Maimonides (Rambam) codifies the Sotah laws in Hilchot Sotah (Woman Suspected of Infidelity). Crucially, the process isn't triggered by rumor alone, but by a formal kinui (warning) issued by the husband before witnesses, followed by setirah (seclusion). This transition from private trust to legal structure is the bedrock of the entire procedure.

Text Snapshot

"The admonition of jealousy... means the following. He tells her in the presence of witnesses: 'Do not enter into privacy with this and this man.' This applies even if the man [under suspicion] is her father, her brother, a gentile, a servant or a man who is impotent..." (Mishneh Torah, Woman Suspected of Infidelity 1:1)

Close Reading

  1. Structure: The law is binary.
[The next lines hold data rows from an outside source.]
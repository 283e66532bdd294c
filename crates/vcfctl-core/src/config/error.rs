//! Error types for configuration operations

use thiserror::Error;

/// Errors that can occur during configuration operations
#[derive(Error, Debug)]
pub enum ConfigError {
    #[error("Failed to load config from {path}: {source}")]
    LoadError {
        path: String,
        #[source]
        source: std::io::Error,
    },

    #[error("Failed to save config to {path}: {source}")]
    SaveError {
        path: String,
        #[source]
        source: std::io::Error,
    },

    #[error("Failed to parse config: {0}")]
    ParseError(#[from] toml::de::Error),

    #[error("Failed to serialize config: {0}")]
    SerializeError(#[from] toml::ser::Error),

    #[error("Profile '{name}' not found")]
    ProfileNotFound { name: String },

    #[error("No profiles configured. {suggestion}")]
    NoProfiles { suggestion: String },

    #[error("No password available for {username}")]
    MissingPassword { username: String },

    #[error("Invalid value {value:?} for {key}")]
    InvalidValue { key: String, value: String },

    #[error("Failed to resolve credential: {0}")]
    CredentialError(String),

    #[cfg(feature = "secure-storage")]
    #[error("Keyring error: {0}")]
    KeyringError(String),

    #[error("Failed to determine config directory")]
    ConfigDirError,
}

/// Result type for configuration operations
pub type Result<T> = std::result::Result<T, ConfigError>;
It requires both kinui (the warning) and setirah (the act of seclusion). Without the initial warning, no matter how suspicious the behavior, the legal machinery of the Sotah cannot start.
  2. Key Term: Yichud (privacy/seclusion). Rambam defines this not as "adultery," but as the opportunity for it, provided they are together long enough to "roast an egg and swallow it." The law targets the behavior that precedes the sin, not the sin itself.
  3. Tension: The law is obsessed with the husband’s state of mind. If the husband has ever committed adultery himself, the waters do not test his wife (1:20). The legal instrument is only as valid as the integrity of the one initiating it.

Two Angles

  • The Formalist View: Many early commentators, like those discussed in the Ohr Sameach, debate whether the witnesses to the warning and the witnesses to the seclusion must be the same individuals. If they are different, is it "half-testimony"?
  • The Behavioral View: Rambam emphasizes that the kinui and setirah serve as a "proof and sign" (mofet v’raglayim l’davar). It isn't just about technical evidence; it's about establishing a pattern of immodesty that breaks the marital bond.

Practice Implication

This teaches that "boundaries" in relationships must be explicitly communicated to be legally or socially binding. A suspicion left in the heart is not a standard of conduct; only a clearly stated warning creates the framework for accountability.

Chevruta Mini

  1. If the law requires such precise conditions (witnesses, specific timing, specific warnings), does this protect the woman from arbitrary jealousy, or does it make the law functionally impossible to enforce?
  2. If the husband's own past transgression invalidates the test, does the law prioritize the husband's moral standing over the wife's potential infidelity?

Takeaway

True boundaries require both clear communication and verifiable actions; without a formal warning, there is no legitimate path to resolution.